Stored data
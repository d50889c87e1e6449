//! Anchor acceptance strategies.
//!
//! Both improvement methods share one loop; they differ only in when a
//! candidate replaces the current anchor the next move starts from.

use serde::{Deserialize, Serialize};
use std::fmt::{self, Debug};
use std::str::FromStr;

use crate::error::{Result, ScheduleError};
use crate::models::Time;

/// Decides whether a candidate becomes the new search anchor.
pub trait Acceptance: Send + Sync + Debug {
    /// Strategy name.
    fn name(&self) -> &'static str;

    /// Whether a candidate with makespan `candidate` replaces an anchor with
    /// makespan `current`, given the current threshold band.
    fn accepts(&self, candidate: Time, current: Time, threshold: f64) -> bool;
}

/// Hill climbing: only strictly improving moves move the anchor.
#[derive(Debug, Clone, Copy)]
pub struct LocalSearch;

impl Acceptance for LocalSearch {
    fn name(&self) -> &'static str {
        "Local Search"
    }

    fn accepts(&self, candidate: Time, current: Time, _threshold: f64) -> bool {
        candidate < current
    }
}

/// Threshold accepting: moves worse than the anchor by less than the
/// threshold are accepted too.
///
/// # Reference
/// Dueck & Scheuer (1990), "Threshold Accepting: A General Purpose
/// Optimization Algorithm"
#[derive(Debug, Clone, Copy)]
pub struct ThresholdAccepting;

impl Acceptance for ThresholdAccepting {
    fn name(&self) -> &'static str {
        "Meta-Heuristic"
    }

    fn accepts(&self, candidate: Time, current: Time, threshold: f64) -> bool {
        candidate < current + threshold
    }
}

/// Improvement method.
#[derive(Debug, Clone, Copy, PartialEq, Eq, Hash, Serialize, Deserialize)]
pub enum SearchMethod {
    /// Random-swap hill climbing.
    #[serde(rename = "Local Search")]
    LocalSearch,
    /// Random-swap threshold accepting.
    #[serde(rename = "Meta-Heuristic")]
    MetaHeuristic,
}

impl SearchMethod {
    /// The acceptance strategy for this method.
    pub fn acceptance(self) -> &'static dyn Acceptance {
        match self {
            SearchMethod::LocalSearch => &LocalSearch,
            SearchMethod::MetaHeuristic => &ThresholdAccepting,
        }
    }

    /// Display label.
    pub fn label(self) -> &'static str {
        self.acceptance().name()
    }

    /// Parses a method label. Fails with `UnknownMethod`.
    pub fn parse(label: &str) -> Result<Self> {
        [SearchMethod::LocalSearch, SearchMethod::MetaHeuristic]
            .into_iter()
            .find(|m| m.label() == label.trim())
            .ok_or_else(|| ScheduleError::UnknownMethod(label.to_string()))
    }
}

impl FromStr for SearchMethod {
    type Err = ScheduleError;

    fn from_str(s: &str) -> Result<Self> {
        Self::parse(s)
    }
}

impl fmt::Display for SearchMethod {
    fn fmt(&self, f: &mut fmt::Formatter<'_>) -> fmt::Result {
        f.write_str(self.label())
    }
}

Task to complete: All entries above are to be copied exactly, with none left out.

Task answer:
repository d50889c87e1e6449
//! Anchor acceptance strategies.
//!
//! Both improvement methods share one loop; they differ only in when a
//! candidate replaces the current anchor the next move starts from.

use serde::{Deserialize, Serialize};
use std::fmt::{self, Debug};
use std::str::FromStr;

use crate::error::{Result, ScheduleError};
use crate::models::Time;

/// Decides whether a candidate becomes the new search anchor.
pub trait Acceptance: Send + Sync + Debug {
    /// Strategy name.
    fn name(&self) -> &'static str;

    /// Whether a candidate with makespan `candidate` replaces an anchor with
    /// makespan `current`, given the current threshold band.
    fn accepts(&self, candidate: Time, current: Time, threshold: f64) -> bool;
}

/// Hill climbing: only strictly improving moves move the anchor.
#[derive(Debug, Clone, Copy)]
pub struct LocalSearch;

impl Acceptance for LocalSearch {
    fn name(&self) -> &'static str {
        "Local Search"
    }

    fn accepts(&self, candidate: Time, current: Time, _threshold: f64) -> bool {
        candidate < current
    }
}

/// Threshold accepting: moves worse than the anchor by less than the
/// threshold are accepted too.
///
/// # Reference
/// Dueck & Scheuer (1990), "Threshold Accepting: A General Purpose
/// Optimization Algorithm"
#[derive(Debug, Clone, Copy)]
pub struct ThresholdAccepting;

impl Acceptance for ThresholdAccepting {
    fn name(&self) -> &'static str {
        "Meta-Heuristic"
    }

    fn accepts(&self, candidate: Time, current: Time, threshold: f64) -> bool {
        candidate < current + threshold
    }
}

/// Improvement method.
#[derive(Debug, Clone, Copy, PartialEq, Eq, Hash, Serialize, Deserialize)]
pub enum SearchMethod {
    /// Random-swap hill climbing.
    #[serde(rename = "Local Search")]
    LocalSearch,
    /// Random-swap threshold accepting.
    #[serde(rename = "Meta-Heuristic")]
    MetaHeuristic,
}

impl SearchMethod {
    /// The acceptance strategy for this method.
    pub fn acceptance(self) -> &'static dyn Acceptance {
        match self {
            SearchMethod::LocalSearch => &LocalSearch,
            SearchMethod::MetaHeuristic => &ThresholdAccepting,
        }
    }

    /// Display label.
    pub fn label(self) -> &'static str {
        self.acceptance().name()
    }

    /// Parses a method label. Fails with `UnknownMethod`.
    pub fn parse(label: &str) -> Result<Self> {
        [SearchMethod::LocalSearch, SearchMethod::MetaHeuristic]
            .into_iter()
            .find(|m| m.label() == label.trim())
            .ok_or_else(|| ScheduleError::UnknownMethod(label.to_string()))
    }
}

impl FromStr for SearchMethod {
    type Err = ScheduleError;

    fn from_str(s: &str) -> Result<Self> {
        Self::parse(s)
    }
}

impl fmt::Display for SearchMethod {
    fn fmt(&self, f: &mut fmt::Formatter<'_>) -> fmt::Result {
        f.write_str(self.label())
    }
}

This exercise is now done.